Below are the records; locate each line with the word "into" and copy it.
►
//! Datagram networking.
//!
//! - [`endpoint`] - endpoint descriptors and their text form
//! - [`error`] - errno-based error taxonomy with fixed messages
//! - [`udp`] - socket traits and the host `std::net` implementation

pub mod endpoint;
pub mod error;
pub mod udp;

pub use endpoint::{AddressFamily, Endpoint, EndpointParseError};
pub use error::SockError;
pub use udp::{DatagramSocket, DatagramStack, RecvTimeout, StdDatagramStack, MAX_DATAGRAM_LEN, REUSE_EP};
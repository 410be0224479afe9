//! Filesystem capacity probing.
//!
//! A provisioned volume advertises the *total* size of the filesystem
//! backing the storage root — block count times block size, rounded up to a
//! whole giga-unit. This is deliberately an upper bound, not a live
//! free-space gauge: hostpath volumes share one filesystem and no per-volume
//! quota is enforced.
//!
//! The platform call is hidden behind the [`CapacityProbe`] trait so a
//! different statistics source can be swapped in per target platform (and so
//! tests can inject deterministic or failing probes).

use std::path::Path;
use tracing::debug;

use crate::error::HostPathError;
use crate::types::{GIGA, Quantity};

/// Source of filesystem capacity figures for the storage root.
pub trait CapacityProbe: Send + Sync {
    /// Return the total capacity of the filesystem holding `root`, rounded
    /// up to a whole multiple of [`GIGA`].
    fn probe(&self, root: &Path) -> Result<Quantity, HostPathError>;
}

/// Production probe backed by `statvfs(3)`.
pub struct StatvfsProbe;

impl CapacityProbe for StatvfsProbe {
    fn probe(&self, root: &Path) -> Result<Quantity, HostPathError> {
        let stat =
            nix::sys::statvfs::statvfs(root).map_err(|e| HostPathError::ProbeFailed {
                path: root.display().to_string(),
                reason: e.to_string(),
            })?;
        let quantity = quantity_from_raw(
            stat.blocks().into(),
            stat.fragment_size().into(),
            root,
        )?;
        debug!(root = %root.display(), capacity = %quantity, "probed filesystem capacity");
        Ok(quantity)
    }
}

/// Turn raw statvfs figures into a giga-rounded [`Quantity`].
///
/// A total that does not fit in `i64` is a hard [`CapacityOverflow`] error,
/// never a truncated or wrapped value.
///
/// [`CapacityOverflow`]: HostPathError::CapacityOverflow
fn quantity_from_raw(
    blocks: u64,
    fragment_size: u64,
    root: &Path,
) -> Result<Quantity, HostPathError> {
    let total = u128::from(blocks) * u128::from(fragment_size);
    if total > i64::MAX as u128 {
        return Err(HostPathError::CapacityOverflow {
            path: root.display().to_string(),
        });
    }
    Ok(Quantity::from_bytes(total as i64).round_up(GIGA))
}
◄
Written answer:
            stat.blocks().into(),
            stat.fragment_size().into(),
/// Turn raw statvfs figures into a giga-rounded [`Quantity`].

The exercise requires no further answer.